Bipartisan effort to restore school bus funding

Bipartisan effort to restore school bus funding

(Calif.) School districts could see significant increases in funding for transportation costs if either of two separate Senate proposals introduced this week ends up as law.

Because the funding distribution is so uneven, critics say, children – depending upon where they live – are denied equal access to their schools, especially in lean budget times.

“All students, including those from rural communities, should have the same access to their school as students who live in other parts of the state,” said state Republican Sen. Andy Vidak, author of a bill to fully reimburse school districts for home-to-school transportation.

School transportation inequities were highlighted during California’s recent “trigger cut” years – when district budgets took major hits linked to the national economic recession.

The squeeze was so tight, some districts were forced to cut bus service – typically in the state’ most rural areas, where distances drive up costs and fewer public transportation options exist. Although service disruption was mostly short-lived, the issue was alive in the Legislature.

The second bill, by Sen. Norma Torres (D-Pomona), would increase the rate at which school districts are reimbursed for approved transportation costs. Under SB 1137, districts receiving less than a 50 percent reimbursement of state-approved costs would, during a phase in period, be bumped up to a 50 percent reimbursement rate, according to an announcement from Torres’ office. It would also provide a cost-of-living adjustment for transportation funding for all school districts.

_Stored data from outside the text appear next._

//! Complaint records and their lifecycle history.

use chrono::{DateTime, Utc};
use serde::{Deserialize, Serialize};
use uuid::Uuid;

use crate::status::ComplaintStatus;

/// Who currently owns the work on a complaint.
///
/// A complaint is bound to at most one of an officer or a vendor; modeling
/// the binding as a single enum keeps "both at once" unrepresentable.
#[derive(Debug, Clone, PartialEq, Eq, Serialize, Deserialize)]
#[serde(tag = "kind", content = "id", rename_all = "snake_case")]
pub enum Assignee {
    Officer(String),
    Vendor(String),
}

/// What happened to a complaint, when, and who did it.
#[derive(Debug, Clone, Copy, PartialEq, Eq, Serialize, Deserialize)]
#[serde(rename_all = "snake_case")]
pub enum EventKind {
    Created,
    OfficerAssigned,
    SentToMarketplace,
    QuoteSubmitted,
    QuoteApproved,
    Resolved,
}

/// One entry in a complaint's append-only timeline.
///
/// Retained for audit alongside non-winning quotes; never rewritten.
#[derive(Debug, Clone, PartialEq, Eq, Serialize, Deserialize)]
pub struct LifecycleEvent {
    pub at: DateTime<Utc>,
    pub actor_id: String,
    pub kind: EventKind,
    #[serde(default, skip_serializing_if = "Option::is_none")]
    pub note: Option<String>,
}

/// A citizen-reported civic issue tracked through resolution.
#[derive(Debug, Clone, PartialEq, Serialize, Deserialize)]
pub struct Complaint {
    pub id: String,
    pub citizen_id: String,
    pub category: String,
    pub description: String,
    pub location: String,
    pub status: ComplaintStatus,
    #[serde(default, skip_serializing_if = "Option::is_none")]
    pub assignee: Option<Assignee>,
    #[serde(default, skip_serializing_if = "Option::is_none")]
    pub resolution_notes: Option<String>,
    #[serde(default, skip_serializing_if = "Option::is_none")]
    pub proof_notes: Option<String>,
    pub created_at: DateTime<Utc>,
    #[serde(default)]
    pub history: Vec<LifecycleEvent>,
}

impl Complaint {
    /// File a new complaint in `Pending`.
    pub fn new(
        citizen_id: impl Into<String>,
        category: impl Into<String>,
        description: impl Into<String>,
        location: impl Into<String>,
    ) -> Self {
        let citizen_id = citizen_id.into();
        let now = Utc::now();
        let mut complaint = Self {
            id: format!("CMP-{}", Uuid::new_v4().simple()),
            citizen_id: citizen_id.clone(),
            category: category.into(),
            description: description.into(),
            location: location.into(),
            status: ComplaintStatus::Pending,
            assignee: None,
            resolution_notes: None,
            proof_notes: None,
            created_at: now,
            history: Vec::new(),
        };
        complaint.record(&citizen_id, EventKind::Created, None);
        complaint
    }

    /// The assigned officer, if government-routed.
    pub fn officer_id(&self) -> Option<&str> {
        match &self.assignee {
            Some(Assignee::Officer(id)) => Some(id.as_str()),
            _ => None,
        }
    }

    /// The bound vendor, if a quote was approved.
    pub fn vendor_id(&self) -> Option<&str> {
        match &self.assignee {
            Some(Assignee::Vendor(id)) => Some(id.as_str()),
            _ => None,
        }
    }

    /// Whether `user_id` is the owning officer or bound vendor.
    pub fn is_assigned_to(&self, user_id: &str) -> bool {
        match &self.assignee {
            Some(Assignee::Officer(id)) | Some(Assignee::Vendor(id)) => id == user_id,
            None => false,
        }
    }

    /// Append a timeline entry.
    pub fn record(&mut self, actor_id: &str, kind: EventKind, note: Option<String>) {
        self.history.push(LifecycleEvent {
            at: Utc::now(),
            actor_id: actor_id.to_string(),
            kind,
            note,
        });
    }
}

#[cfg(test)]
mod tests {
    use super::*;

    #[test]
    fn test_new_complaint_is_pending() {
        let c = Complaint::new("cit-1", "Road Damage", "Pothole on Main St", "Sector 4");
        assert_eq!(c.status, ComplaintStatus::Pending);
        assert!(c.assignee.is_none());
        assert!(c.id.starts_with("CMP-"));
        assert_eq!(c.history.len(), 1);
        assert_eq!(c.history[0].kind, EventKind::Created);
        assert_eq!(c.history[0].actor_id, "cit-1");
    }

    #[test]
    fn test_assignee_accessors() {
        let mut c = Complaint::new("cit-1", "Garbage", "Overflowing dumpster", "Central Park");
        assert!(!c.is_assigned_to("off-1"));

        c.assignee = Some(Assignee::Officer("off-1".into()));
        assert_eq!(c.officer_id(), Some("off-1"));
        assert_eq!(c.vendor_id(), None);
        assert!(c.is_assigned_to("off-1"));

        c.assignee = Some(Assignee::Vendor("ven-1".into()));
        assert_eq!(c.vendor_id(), Some("ven-1"));
        assert_eq!(c.officer_id(), None);
        assert!(!c.is_assigned_to("off-1"));
    }

    #[test]
    fn test_record_appends_in_order() {
        let mut c = Complaint::new("cit-1", "Street Light", "Flickering", "Avenue 5");
        c.record("adm-1", EventKind::OfficerAssigned, None);
        c.record("off-1", EventKind::Resolved, Some("replaced bulb".into()));
        let kinds: Vec<_> = c.history.iter().map(|e| e.kind).collect();
        assert_eq!(
            kinds,
            vec![
                EventKind::Created,
                EventKind::OfficerAssigned,
                EventKind::Resolved
            ]
        );
        assert_eq!(c.history[2].note.as_deref(), Some("replaced bulb"));
    }
}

“Making sure children get to and from school safely needs to be a high priority,” said Torres. “This proposal would ensure many school districts get a fairer share of funding.”

The current statewide district reimbursement rate for home-to-school transportation, according to Torres, is 38 percent.

The funding distribution is so uneven, she said in a statement, that some school districts see less than 10 percent reimbursement, while others receive over 80 percent of their approved costs. Estimates, according to the Senator, are that approximately $800 million annually must be taken from school district general fund revenues to fund home-to-school transportation budget deficits.

Vidak, a Hanford resident who represents the expansive counties of Kings, Kern, Fresno and Tulare, says his SB 1166 would ease the financial hardship many districts still face when it comes to providing home-to-school transportation for students, since the state covers less than 50 percent of the cost in many cases. 

The most recent data available from the California Department of Education show school districts spent over $1.2 billion transporting students. In the 2012-2013 budget, school districts received less than $492 million in funding from the state to pay these costs, resulting in a funding deficit of $800 million.